## WHAT TO DO
Every line of the entries that holds the word "crate" is to be copied.

## STUDY MATERIAL
--- START ---
//! Optional values on the railway.
//!
//! `Maybe<T>` is isomorphic to `Either<(), T>`. A present value is always a
//! real `T`; absentable inputs go through [`Maybe::of_absentable`].

use crate::either::Either;
use crate::logic::TriBool;
use crate::outcome::Outcome;
use serde::{Deserialize, Serialize};
use std::collections::BTreeMap;

#[derive(Debug, Clone, Copy, PartialEq, Eq, Hash, PartialOrd, Ord, Serialize, Deserialize)]
#[serde(rename_all = "snake_case")]
pub enum Maybe<T> {
    None,
    Some(T),
}

impl<T> Default for Maybe<T> {
    fn default() -> Self {
        Self::None
    }
}

impl<T> Maybe<T> {
    pub const fn of(value: T) -> Self {
        Self::Some(value)
    }

    pub fn of_absentable(value: Option<T>) -> Self {
        match value {
            Some(value) => Self::Some(value),
            None => Self::None,
        }
    }

    pub const fn none() -> Self {
        Self::None
    }

    pub fn when(condition: impl Into<TriBool>, value: T) -> Self {
        if condition.into().is_true() {
            Self::Some(value)
        } else {
            Self::None
        }
    }

    /// Like [`Maybe::when`], but the value is only built when the
    /// condition holds.
    pub fn when_with(condition: impl Into<TriBool>, f: impl FnOnce() -> T) -> Self {
        if condition.into().is_true() {
            Self::Some(f())
        } else {
            Self::None
        }
    }

    /// The first present element, if any.
    pub fn first_present(candidates: impl IntoIterator<Item = Maybe<T>>) -> Self {
        candidates
            .into_iter()
            .find(|candidate| candidate.is_present().is_true())
            .unwrap_or(Self::None)
    }

    pub fn is_present(&self) -> TriBool {
        TriBool::of(matches!(self, Self::Some(_)))
    }

    pub fn is_empty(&self) -> TriBool {
        TriBool::of(matches!(self, Self::None))
    }

    pub fn as_ref(&self) -> Maybe<&T> {
        match self {
            Self::Some(value) => Maybe::Some(value),
            Self::None => Maybe::None,
        }
    }

    pub fn fold<U>(self, on_none: impl FnOnce() -> U, on_some: impl FnOnce(T) -> U) -> U {
        match self {
            Self::Some(value) => on_some(value),
            Self::None => on_none(),
        }
    }

    pub fn map<U>(self, f: impl FnOnce(T) -> U) -> Maybe<U> {
        match self {
            Self::Some(value) => Maybe::Some(f(value)),
            Self::None => Maybe::None,
        }
    }

    pub fn flat_map<U>(self, f: impl FnOnce(T) -> Maybe<U>) -> Maybe<U> {
        match self {
            Self::Some(value) => f(value),
            Self::None => Maybe::None,
        }
    }

    pub fn and_then<U>(self, f: impl FnOnce(T) -> Maybe<U>) -> Maybe<U> {
        self.flat_map(f)
    }

    pub fn filter(self, predicate: impl FnOnce(&T) -> bool) -> Self {
        match self {
            Self::Some(value) => {
                if predicate(&value) {
                    Self::Some(value)
                } else {
                    Self::None
                }
            }
            Self::None => Self::None,
        }
    }

    pub fn zip<U>(self, other: Maybe<U>) -> Maybe<(T, U)> {
        match (self, other) {
            (Self::Some(a), Maybe::Some(b)) => Maybe::Some((a, b)),
            _ => Maybe::None,
        }
    }

    pub fn or(self, default: T) -> T {
        match self {
            Self::Some(value) => value,
            Self::None => default,
        }
    }

    pub fn or_else_get(self, f: impl FnOnce() -> T) -> T {
        match self {
            Self::Some(value) => value,
            Self::None => f(),
        }
    }

    pub fn or_else(self, replacement: Maybe<T>) -> Self {
        match self {
            Self::Some(value) => Self::Some(value),
            Self::None => replacement,
        }
    }

    pub fn or_else_with(self, f: impl FnOnce() -> Maybe<T>) -> Self {
        match self {
            Self::Some(value) => Self::Some(value),
            Self::None => f(),
        }
    }

    pub fn into_option(self) -> Option<T> {
        match self {
            Self::Some(value) => Some(value),
            Self::None => None,
        }
    }

    pub fn into_either(self) -> Either<(), T> {
        match self {
            Self::Some(value) => Either::Right(value),
            Self::None => Either::Left(()),
        }
    }

    /// Absence becomes a failure carrying `error`.
    pub fn to_outcome<F>(self, error: F) -> Outcome<F, T> {
        match self {
            Self::Some(value) => Outcome::Success(value),
            Self::None => Outcome::Failure(error),
        }
    }

    pub fn inspect(self, action: impl FnOnce(&T)) -> Self {
        if let Self::Some(value) = &self {
            action(value);
        }
        self
    }

    pub fn iter(&self) -> std::option::IntoIter<&T> {
        self.as_ref().into_option().into_iter()
    }
}

impl<T> Maybe<Vec<T>> {
    /// Present only for a non-empty collection.
    pub fn of_collection(items: Vec<T>) -> Self {
        if items.is_empty() {
            Self::None
        } else {
            Self::Some(items)
        }
    }
}

impl<K, V> Maybe<BTreeMap<K, V>> {
    /// Present only for a map with at least one entry.
    pub fn of_map(entries: BTreeMap<K, V>) -> Self {
        if entries.is_empty() {
            Self::None
        } else {
            Self::Some(entries)
        }
    }
}

impl<S: AsRef<str>> Maybe<S> {
    /// Present only when the text contains a non-whitespace character.
    pub fn of_blankable(value: S) -> Self {
        if value.as_ref().trim().is_empty() {
            Self::None
        } else {
            Self::Some(value)
        }
    }
}

impl<T> From<Option<T>> for Maybe<T> {
    fn from(value: Option<T>) -> Self {
        Self::of_absentable(value)
    }
}

impl<T> From<Maybe<T>> for Option<T> {
    fn from(value: Maybe<T>) -> Self {
        value.into_option()
    }
}

impl<T> From<Either<(), T>> for Maybe<T> {
    fn from(value: Either<(), T>) -> Self {
        value.fold(|()| Self::None, Self::Some)
    }
}

impl<T> IntoIterator for Maybe<T> {
    type Item = T;
    type IntoIter = std::option::IntoIter<T>;

    fn into_iter(self) -> Self::IntoIter {
        self.into_option().into_iter()
    }
}

impl<'a, T> IntoIterator for &'a Maybe<T> {
    type Item = &'a T;
    type IntoIter = std::option::IntoIter<&'a T>;

    fn into_iter(self) -> Self::IntoIter {
        self.iter()
    }
}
--- END ---
## EXERCISE SOLUTION
use crate::either::Either;
use crate::logic::TriBool;
use crate::outcome::Outcome;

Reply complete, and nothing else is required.